If you have multiple fine-tuned versions of the same base model (e.g. you’ve finetuned the same model for different use cases, applications, or prototyping/experimentation), it is possible to share a single base model deployment across these LoRA models to achieve higher utilization. We call this feature Multi-LoRA and it serves as an alternative to the deployment pattern we used in deploying a fine-tuned model using an on-demand deployment, where we had a single deployment serving a single LoRA model. Using Multi-LoRA comes with performance tradeoffs, so we recommend only using Multi-LoRA if you need to serve multiple fine-tunes of the same base model and are willing to trade off performance for higher deployment utilization. To use Multi-LoRA, first create a deployment of your base model and pass the –enable-addons flag
firectl create deployment "accounts/fireworks/models/<MODEL_ID of base model>" --enable-addons
Then, when the deployment is ready, deploy the LoRA but provide the deployment ID of this deployment
firectl load-lora <FINE_TUNED_MODEL_ID> --deployment <DEPLOYMENT_ID>
You can deploy several LoRA models onto the same deployment this way.
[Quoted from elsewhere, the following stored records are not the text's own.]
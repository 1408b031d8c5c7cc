//! In-memory repository fake.
//!
//! Used by the facade tests and by the CLI's `--dry-run` mode. Behaves like
//! the hosted store (upsert keyed on id, merge-patch on the config document)
//! but keeps everything in a mutex-guarded struct.

use std::sync::Mutex;

use async_trait::async_trait;
use chrono::Utc;

use pixelpunk_core::{ArchiveItem, ArchiveItemId, Product, ProductId};

use crate::error::ContentError;
use crate::repository::{ContentRepository, SettingsDoc, SettingsPatch};

#[derive(Debug, Default)]
struct MemoryState {
    settings: Option<SettingsDoc>,
    products: Vec<Product>,
    archive_items: Vec<ArchiveItem>,
}

/// An in-memory [`ContentRepository`].
#[derive(Debug, Default)]
pub struct MemoryRepository {
    state: Mutex<MemoryState>,
}

impl MemoryRepository {
    /// Create an empty repository (the "first run" state of a hosted store).
    #[must_use]
    pub fn new() -> Self {
        Self::default()
    }

    /// Number of stored products (test helper).
    ///
    /// # Panics
    ///
    /// Panics if the internal lock is poisoned.
    #[must_use]
    pub fn product_count(&self) -> usize {
        self.state.lock().expect("memory store lock").products.len()
    }

    /// Number of stored archive entries (test helper).
    ///
    /// # Panics
    ///
    /// Panics if the internal lock is poisoned.
    #[must_use]
    pub fn archive_count(&self) -> usize {
        self.state
            .lock()
            .expect("memory store lock")
            .archive_items
            .len()
    }

    fn lock(&self) -> std::sync::MutexGuard<'_, MemoryState> {
        self.state.lock().unwrap_or_else(std::sync::PoisonError::into_inner)
    }
}

#[async_trait]
impl ContentRepository for MemoryRepository {
    async fn connect(&self) -> Result<(), ContentError> {
        Ok(())
    }

    async fn fetch_settings(&self) -> Result<Option<SettingsDoc>, ContentError> {
        Ok(self.lock().settings.clone())
    }

    async fn put_settings(&self, patch: &SettingsPatch) -> Result<(), ContentError> {
        let mut state = self.lock();
        let mut doc = state.settings.clone().unwrap_or(SettingsDoc {
            hero: pixelpunk_core::defaults::default_content().hero,
            marquee: Vec::new(),
            fomo_messages: Vec::new(),
            updated_at: None,
        });
        if let Some(hero) = &patch.hero {
            doc.hero = hero.clone();
        }
        if let Some(marquee) = &patch.marquee {
            doc.marquee = marquee.clone();
        }
        if let Some(fomo) = &patch.fomo_messages {
            doc.fomo_messages = fomo.clone();
        }
        doc.updated_at = Some(Utc::now());
        state.settings = Some(doc);
        Ok(())
    }

    async fn list_products(&self) -> Result<Vec<Product>, ContentError> {
        Ok(self.lock().products.clone())
    }

    async fn put_product(&self, product: &Product) -> Result<(), ContentError> {
        let mut state = self.lock();
        match state.products.iter_mut().find(|p| p.id == product.id) {
            Some(slot) => *slot = product.clone(),
            None => state.products.push(product.clone()),
        }
        Ok(())
    }

    async fn delete_product(&self, id: &ProductId) -> Result<(), ContentError> {
        self.lock().products.retain(|p| &p.id != id);
        Ok(())
    }

    async fn list_archive_items(&self) -> Result<Vec<ArchiveItem>, ContentError> {
        Ok(self.lock().archive_items.clone())
    }

    async fn put_archive_item(&self, item: &ArchiveItem) -> Result<(), ContentError> {
        let mut state = self.lock();
        match state.archive_items.iter_mut().find(|i| i.id == item.id) {
            Some(slot) => *slot = item.clone(),
            None => state.archive_items.push(item.clone()),
        }
        Ok(())
    }

    async fn delete_archive_item(&self, id: &ArchiveItemId) -> Result<(), ContentError> {
        self.lock().archive_items.retain(|i| &i.id != id);
        Ok(())
    }
}

#[cfg(test)]
mod tests {
    use super::*;
    use pixelpunk_core::defaults;

    #[tokio::test]
    async fn test_put_is_upsert_by_id() {
        let repo = MemoryRepository::new();
        let mut product = defaults::default_products().remove(0);

        repo.put_product(&product).await.expect("put");
        product.name = "RENAMED".to_string();
        repo.put_product(&product).await.expect("put again");

        let listed = repo.list_products().await.expect("list");
        assert_eq!(listed.len(), 1);
        assert_eq!(listed.first().map(|p| p.name.as_str()), Some("RENAMED"));
    }

    #[tokio::test]
    async fn test_settings_merge_patch() {
        let repo = MemoryRepository::new();
        let content = defaults::default_content();

        repo.put_settings(&SettingsPatch::full(&content))
            .await
            .expect("seed");
        repo.put_settings(&SettingsPatch {
            marquee: Some(vec!["ONLY THIS CHANGES".to_string()]),
            ..SettingsPatch::default()
        })
        .await
        .expect("patch");

        let doc = repo.fetch_settings().await.expect("fetch").expect("present");
        assert_eq!(doc.marquee, vec!["ONLY THIS CHANGES".to_string()]);
        assert_eq!(doc.hero, content.hero);
        assert_eq!(doc.fomo_messages, content.fomo_messages);
        assert!(doc.updated_at.is_some());
    }
}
Using Multi-LoRA with the Build SDK

You can also use multi-LoRA deployment with the Build SDK:
from fireworks import LLM

# Create a base model deployment with addons enabled
base_model = LLM(
    model="accounts/fireworks/models/base-model-id",
    deployment_type="on-demand",
    id="shared-base-deployment",  # Simple string identifier
    enable_addons=True
)
base_model.apply()

# Deploy multiple fine-tuned models using the same base deployment
fine_tuned_model_1 = LLM(
    model="accounts/your-account/models/fine-tuned-model-1",
    deployment_type="on-demand-lora",
    base_id=base_model.deployment_id
)

fine_tuned_model_2 = LLM(
    model="accounts/your-account/models/fine-tuned-model-2", 
    deployment_type="on-demand-lora",
    base_id=base_model.deployment_id
)

# Apply deployments
fine_tuned_model_1.apply()
fine_tuned_model_2.apply()

# Use the deployed models
response_1 = fine_tuned_model_1.chat.completions.create(
    messages=[{"role": "user", "content": "Hello from model 1!"}]
)

response_2 = fine_tuned_model_2.chat.completions.create(
    messages=[{"role": "user", "content": "Hello from model 2!"}]
)
When using deployment_type="on-demand-lora", you need to provide the base_id parameter that references the deployment ID of your base model deployment.